Recorded information START
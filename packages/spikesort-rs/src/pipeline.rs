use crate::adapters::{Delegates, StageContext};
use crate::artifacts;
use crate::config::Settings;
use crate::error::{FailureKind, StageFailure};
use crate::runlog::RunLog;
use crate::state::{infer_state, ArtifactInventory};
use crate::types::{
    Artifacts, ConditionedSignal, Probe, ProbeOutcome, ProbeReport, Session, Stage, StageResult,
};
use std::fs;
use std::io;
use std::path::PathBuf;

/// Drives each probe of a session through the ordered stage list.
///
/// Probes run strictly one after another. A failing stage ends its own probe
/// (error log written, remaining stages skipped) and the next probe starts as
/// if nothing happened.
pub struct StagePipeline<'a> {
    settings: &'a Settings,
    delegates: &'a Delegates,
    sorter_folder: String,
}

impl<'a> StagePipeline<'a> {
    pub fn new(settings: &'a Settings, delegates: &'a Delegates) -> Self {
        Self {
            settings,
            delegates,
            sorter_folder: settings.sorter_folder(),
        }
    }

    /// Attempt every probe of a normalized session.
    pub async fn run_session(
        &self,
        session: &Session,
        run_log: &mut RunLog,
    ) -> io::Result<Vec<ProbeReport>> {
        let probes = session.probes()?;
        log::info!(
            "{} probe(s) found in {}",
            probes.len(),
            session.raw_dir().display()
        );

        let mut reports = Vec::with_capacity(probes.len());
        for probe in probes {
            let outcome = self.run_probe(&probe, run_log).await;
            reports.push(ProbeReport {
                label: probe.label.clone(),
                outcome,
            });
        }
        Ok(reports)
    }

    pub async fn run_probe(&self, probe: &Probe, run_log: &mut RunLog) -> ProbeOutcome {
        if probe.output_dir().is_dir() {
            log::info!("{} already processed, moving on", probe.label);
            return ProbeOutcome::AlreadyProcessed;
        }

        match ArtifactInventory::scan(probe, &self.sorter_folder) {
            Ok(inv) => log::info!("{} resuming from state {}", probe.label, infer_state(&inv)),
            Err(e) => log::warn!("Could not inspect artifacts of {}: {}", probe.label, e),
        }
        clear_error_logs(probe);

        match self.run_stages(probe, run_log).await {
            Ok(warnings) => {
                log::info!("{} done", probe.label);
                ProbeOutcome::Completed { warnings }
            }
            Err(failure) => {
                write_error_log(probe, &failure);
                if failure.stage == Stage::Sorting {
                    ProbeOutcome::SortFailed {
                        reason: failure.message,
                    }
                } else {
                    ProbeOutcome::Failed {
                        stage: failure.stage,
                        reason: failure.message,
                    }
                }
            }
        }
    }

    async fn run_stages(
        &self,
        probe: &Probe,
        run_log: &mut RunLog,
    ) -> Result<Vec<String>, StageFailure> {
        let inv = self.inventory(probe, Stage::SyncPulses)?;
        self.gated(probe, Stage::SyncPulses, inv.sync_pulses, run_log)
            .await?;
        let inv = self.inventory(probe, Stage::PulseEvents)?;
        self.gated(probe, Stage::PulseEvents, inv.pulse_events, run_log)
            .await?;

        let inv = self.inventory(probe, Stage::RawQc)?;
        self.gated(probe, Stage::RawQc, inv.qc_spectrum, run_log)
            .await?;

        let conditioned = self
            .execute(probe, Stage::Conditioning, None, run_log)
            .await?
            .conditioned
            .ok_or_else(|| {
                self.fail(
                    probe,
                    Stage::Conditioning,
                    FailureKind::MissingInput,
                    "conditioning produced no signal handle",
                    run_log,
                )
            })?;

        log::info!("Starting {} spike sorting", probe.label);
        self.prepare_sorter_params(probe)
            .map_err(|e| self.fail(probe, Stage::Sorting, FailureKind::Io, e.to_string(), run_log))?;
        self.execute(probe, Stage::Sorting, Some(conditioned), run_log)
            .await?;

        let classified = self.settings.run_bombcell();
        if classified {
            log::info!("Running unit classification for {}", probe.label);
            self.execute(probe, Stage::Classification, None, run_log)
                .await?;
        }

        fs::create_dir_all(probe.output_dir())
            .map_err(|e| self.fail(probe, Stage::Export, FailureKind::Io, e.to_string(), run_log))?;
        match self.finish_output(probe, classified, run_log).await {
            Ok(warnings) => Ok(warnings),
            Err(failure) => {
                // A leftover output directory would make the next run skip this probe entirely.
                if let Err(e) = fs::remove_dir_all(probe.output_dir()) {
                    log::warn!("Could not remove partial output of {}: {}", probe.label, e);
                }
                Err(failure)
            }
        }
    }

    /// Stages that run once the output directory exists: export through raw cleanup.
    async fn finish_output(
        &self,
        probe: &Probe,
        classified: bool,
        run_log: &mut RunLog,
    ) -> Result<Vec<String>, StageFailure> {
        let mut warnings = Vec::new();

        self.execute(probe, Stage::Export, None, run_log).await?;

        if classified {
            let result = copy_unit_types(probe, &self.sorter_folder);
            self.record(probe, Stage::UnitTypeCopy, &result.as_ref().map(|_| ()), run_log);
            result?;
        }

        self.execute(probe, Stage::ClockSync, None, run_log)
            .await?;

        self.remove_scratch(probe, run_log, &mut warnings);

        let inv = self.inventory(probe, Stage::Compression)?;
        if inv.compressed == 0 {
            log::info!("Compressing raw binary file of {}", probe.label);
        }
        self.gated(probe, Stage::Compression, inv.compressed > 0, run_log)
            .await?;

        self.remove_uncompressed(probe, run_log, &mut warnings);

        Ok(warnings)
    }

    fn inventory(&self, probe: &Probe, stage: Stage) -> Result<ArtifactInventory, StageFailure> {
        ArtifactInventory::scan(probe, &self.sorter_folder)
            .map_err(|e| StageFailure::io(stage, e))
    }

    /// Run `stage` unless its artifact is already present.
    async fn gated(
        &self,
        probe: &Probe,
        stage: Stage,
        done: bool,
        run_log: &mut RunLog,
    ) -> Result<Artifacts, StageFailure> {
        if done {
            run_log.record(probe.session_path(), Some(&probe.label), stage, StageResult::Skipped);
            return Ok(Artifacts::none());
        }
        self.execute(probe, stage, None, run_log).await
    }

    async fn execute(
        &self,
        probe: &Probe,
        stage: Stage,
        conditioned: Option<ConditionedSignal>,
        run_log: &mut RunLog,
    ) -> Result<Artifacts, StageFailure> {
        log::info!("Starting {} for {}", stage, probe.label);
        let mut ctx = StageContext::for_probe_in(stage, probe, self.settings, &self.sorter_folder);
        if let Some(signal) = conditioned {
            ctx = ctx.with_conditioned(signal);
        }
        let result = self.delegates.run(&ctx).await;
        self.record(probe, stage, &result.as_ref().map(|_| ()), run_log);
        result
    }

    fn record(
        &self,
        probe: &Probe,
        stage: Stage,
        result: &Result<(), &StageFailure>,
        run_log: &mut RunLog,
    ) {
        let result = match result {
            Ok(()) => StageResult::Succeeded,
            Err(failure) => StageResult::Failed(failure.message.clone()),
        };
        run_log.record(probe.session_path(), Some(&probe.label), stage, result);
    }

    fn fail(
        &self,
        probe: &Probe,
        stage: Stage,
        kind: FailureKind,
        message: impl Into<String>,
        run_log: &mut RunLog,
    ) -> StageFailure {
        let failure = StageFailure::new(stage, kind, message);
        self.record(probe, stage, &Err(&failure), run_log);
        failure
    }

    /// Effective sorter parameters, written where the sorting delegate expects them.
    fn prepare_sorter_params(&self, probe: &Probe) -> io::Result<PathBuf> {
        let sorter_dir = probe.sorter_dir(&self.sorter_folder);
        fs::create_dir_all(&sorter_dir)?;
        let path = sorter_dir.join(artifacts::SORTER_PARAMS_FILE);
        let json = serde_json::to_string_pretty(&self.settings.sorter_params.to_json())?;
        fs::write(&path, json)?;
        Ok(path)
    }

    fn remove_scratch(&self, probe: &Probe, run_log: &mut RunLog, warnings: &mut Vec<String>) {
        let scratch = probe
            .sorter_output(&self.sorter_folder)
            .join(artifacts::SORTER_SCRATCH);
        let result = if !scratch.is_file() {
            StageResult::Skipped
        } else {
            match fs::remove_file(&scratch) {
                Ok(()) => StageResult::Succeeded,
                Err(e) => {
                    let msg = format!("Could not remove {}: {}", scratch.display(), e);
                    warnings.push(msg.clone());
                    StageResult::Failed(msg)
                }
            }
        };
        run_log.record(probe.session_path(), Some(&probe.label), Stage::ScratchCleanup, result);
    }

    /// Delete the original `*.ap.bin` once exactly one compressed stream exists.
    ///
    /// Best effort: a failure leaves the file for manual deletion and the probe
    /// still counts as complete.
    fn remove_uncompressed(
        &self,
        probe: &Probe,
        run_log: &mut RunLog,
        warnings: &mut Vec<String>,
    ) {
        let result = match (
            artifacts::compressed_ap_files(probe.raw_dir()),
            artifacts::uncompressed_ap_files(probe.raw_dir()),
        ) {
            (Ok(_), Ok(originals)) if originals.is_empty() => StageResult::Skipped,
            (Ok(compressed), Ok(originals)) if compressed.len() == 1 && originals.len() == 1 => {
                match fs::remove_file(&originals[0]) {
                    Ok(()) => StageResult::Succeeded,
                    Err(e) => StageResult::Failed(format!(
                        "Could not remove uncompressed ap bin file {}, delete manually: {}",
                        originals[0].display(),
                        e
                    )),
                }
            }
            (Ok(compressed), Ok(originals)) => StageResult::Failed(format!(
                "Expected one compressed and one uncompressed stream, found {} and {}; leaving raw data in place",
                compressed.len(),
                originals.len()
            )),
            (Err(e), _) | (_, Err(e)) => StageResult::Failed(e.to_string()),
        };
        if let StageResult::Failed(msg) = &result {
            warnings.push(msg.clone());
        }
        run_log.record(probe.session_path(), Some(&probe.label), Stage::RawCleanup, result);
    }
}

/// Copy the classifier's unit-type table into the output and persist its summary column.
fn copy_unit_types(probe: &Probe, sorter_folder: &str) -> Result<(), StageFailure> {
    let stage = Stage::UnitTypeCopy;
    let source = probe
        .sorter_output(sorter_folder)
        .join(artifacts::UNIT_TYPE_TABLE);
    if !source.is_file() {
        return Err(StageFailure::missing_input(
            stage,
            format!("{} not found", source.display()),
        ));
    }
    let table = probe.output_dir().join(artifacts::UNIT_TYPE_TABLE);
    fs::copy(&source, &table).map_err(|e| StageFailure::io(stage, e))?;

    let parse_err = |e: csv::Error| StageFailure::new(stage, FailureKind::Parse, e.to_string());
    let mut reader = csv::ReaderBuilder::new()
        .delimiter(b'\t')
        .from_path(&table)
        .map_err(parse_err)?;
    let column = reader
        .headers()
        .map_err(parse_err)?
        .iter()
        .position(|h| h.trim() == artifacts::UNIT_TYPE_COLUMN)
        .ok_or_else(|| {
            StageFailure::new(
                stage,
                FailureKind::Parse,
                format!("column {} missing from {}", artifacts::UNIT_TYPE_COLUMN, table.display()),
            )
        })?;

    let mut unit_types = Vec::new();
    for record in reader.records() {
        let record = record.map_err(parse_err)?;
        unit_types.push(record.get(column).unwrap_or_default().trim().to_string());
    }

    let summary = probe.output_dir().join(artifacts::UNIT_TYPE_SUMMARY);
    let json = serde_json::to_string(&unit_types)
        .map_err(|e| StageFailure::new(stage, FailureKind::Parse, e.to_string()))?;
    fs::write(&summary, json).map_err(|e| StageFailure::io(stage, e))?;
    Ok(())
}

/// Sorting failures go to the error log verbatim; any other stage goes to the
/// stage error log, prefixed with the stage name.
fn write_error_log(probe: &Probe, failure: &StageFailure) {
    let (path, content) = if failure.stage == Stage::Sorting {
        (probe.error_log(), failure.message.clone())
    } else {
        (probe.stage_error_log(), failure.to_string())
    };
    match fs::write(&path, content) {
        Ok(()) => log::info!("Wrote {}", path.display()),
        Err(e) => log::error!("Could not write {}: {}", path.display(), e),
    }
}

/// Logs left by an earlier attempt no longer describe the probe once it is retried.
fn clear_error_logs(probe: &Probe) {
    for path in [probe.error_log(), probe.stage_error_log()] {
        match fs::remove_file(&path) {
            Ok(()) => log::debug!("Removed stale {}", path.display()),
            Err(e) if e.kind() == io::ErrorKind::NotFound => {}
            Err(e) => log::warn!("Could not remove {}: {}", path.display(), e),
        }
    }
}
Recorded information END
Recorded information START
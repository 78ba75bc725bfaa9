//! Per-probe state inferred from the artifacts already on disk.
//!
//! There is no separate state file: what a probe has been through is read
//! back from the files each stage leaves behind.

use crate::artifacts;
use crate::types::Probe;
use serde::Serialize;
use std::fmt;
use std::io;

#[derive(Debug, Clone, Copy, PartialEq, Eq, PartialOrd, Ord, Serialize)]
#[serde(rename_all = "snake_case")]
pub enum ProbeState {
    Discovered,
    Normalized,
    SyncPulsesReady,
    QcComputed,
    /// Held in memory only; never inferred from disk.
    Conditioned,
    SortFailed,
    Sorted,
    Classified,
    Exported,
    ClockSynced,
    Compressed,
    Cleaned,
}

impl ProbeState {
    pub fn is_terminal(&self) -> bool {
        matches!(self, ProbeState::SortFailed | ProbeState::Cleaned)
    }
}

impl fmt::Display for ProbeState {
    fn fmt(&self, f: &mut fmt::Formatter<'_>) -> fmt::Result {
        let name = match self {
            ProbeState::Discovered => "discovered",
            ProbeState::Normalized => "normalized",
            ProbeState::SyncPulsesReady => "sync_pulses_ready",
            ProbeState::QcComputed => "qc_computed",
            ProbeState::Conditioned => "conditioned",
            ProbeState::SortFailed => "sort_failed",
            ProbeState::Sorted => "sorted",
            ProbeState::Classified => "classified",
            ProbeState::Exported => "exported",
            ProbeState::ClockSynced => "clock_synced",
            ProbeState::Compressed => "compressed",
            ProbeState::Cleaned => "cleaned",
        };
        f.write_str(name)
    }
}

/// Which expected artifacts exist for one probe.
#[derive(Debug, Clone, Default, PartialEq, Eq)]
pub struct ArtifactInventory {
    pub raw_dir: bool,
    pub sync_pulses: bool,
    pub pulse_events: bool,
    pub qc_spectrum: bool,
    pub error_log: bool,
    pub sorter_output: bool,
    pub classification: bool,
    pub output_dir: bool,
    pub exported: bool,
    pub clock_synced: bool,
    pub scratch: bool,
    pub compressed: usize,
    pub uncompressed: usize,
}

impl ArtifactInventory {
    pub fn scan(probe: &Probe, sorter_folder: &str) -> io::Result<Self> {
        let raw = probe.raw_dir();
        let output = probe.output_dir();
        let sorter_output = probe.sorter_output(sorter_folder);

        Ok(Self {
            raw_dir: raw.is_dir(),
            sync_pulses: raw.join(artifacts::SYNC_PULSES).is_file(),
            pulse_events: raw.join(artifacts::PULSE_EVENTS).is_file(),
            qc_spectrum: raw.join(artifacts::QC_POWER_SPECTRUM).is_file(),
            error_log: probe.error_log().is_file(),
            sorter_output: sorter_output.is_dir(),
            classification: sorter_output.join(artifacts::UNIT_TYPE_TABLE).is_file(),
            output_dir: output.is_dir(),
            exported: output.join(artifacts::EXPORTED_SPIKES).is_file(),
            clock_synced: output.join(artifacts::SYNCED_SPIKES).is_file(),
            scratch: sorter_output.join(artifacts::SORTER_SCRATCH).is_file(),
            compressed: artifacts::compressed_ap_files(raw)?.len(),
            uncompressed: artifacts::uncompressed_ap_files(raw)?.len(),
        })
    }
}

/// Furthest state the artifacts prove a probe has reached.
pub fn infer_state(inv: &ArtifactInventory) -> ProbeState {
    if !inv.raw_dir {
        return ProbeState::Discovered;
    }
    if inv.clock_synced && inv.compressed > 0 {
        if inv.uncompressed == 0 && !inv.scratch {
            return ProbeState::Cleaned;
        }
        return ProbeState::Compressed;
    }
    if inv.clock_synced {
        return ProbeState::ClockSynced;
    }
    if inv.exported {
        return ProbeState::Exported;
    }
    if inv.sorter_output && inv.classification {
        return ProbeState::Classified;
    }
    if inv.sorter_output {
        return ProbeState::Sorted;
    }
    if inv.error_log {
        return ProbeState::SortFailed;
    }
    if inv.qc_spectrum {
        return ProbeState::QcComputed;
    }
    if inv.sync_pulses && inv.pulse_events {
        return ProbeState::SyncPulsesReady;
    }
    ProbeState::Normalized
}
Recorded information END
> [Task prompt]
Say how many lines of these records hold the string "usize", giving the number and no other words.

> [Solution below]
2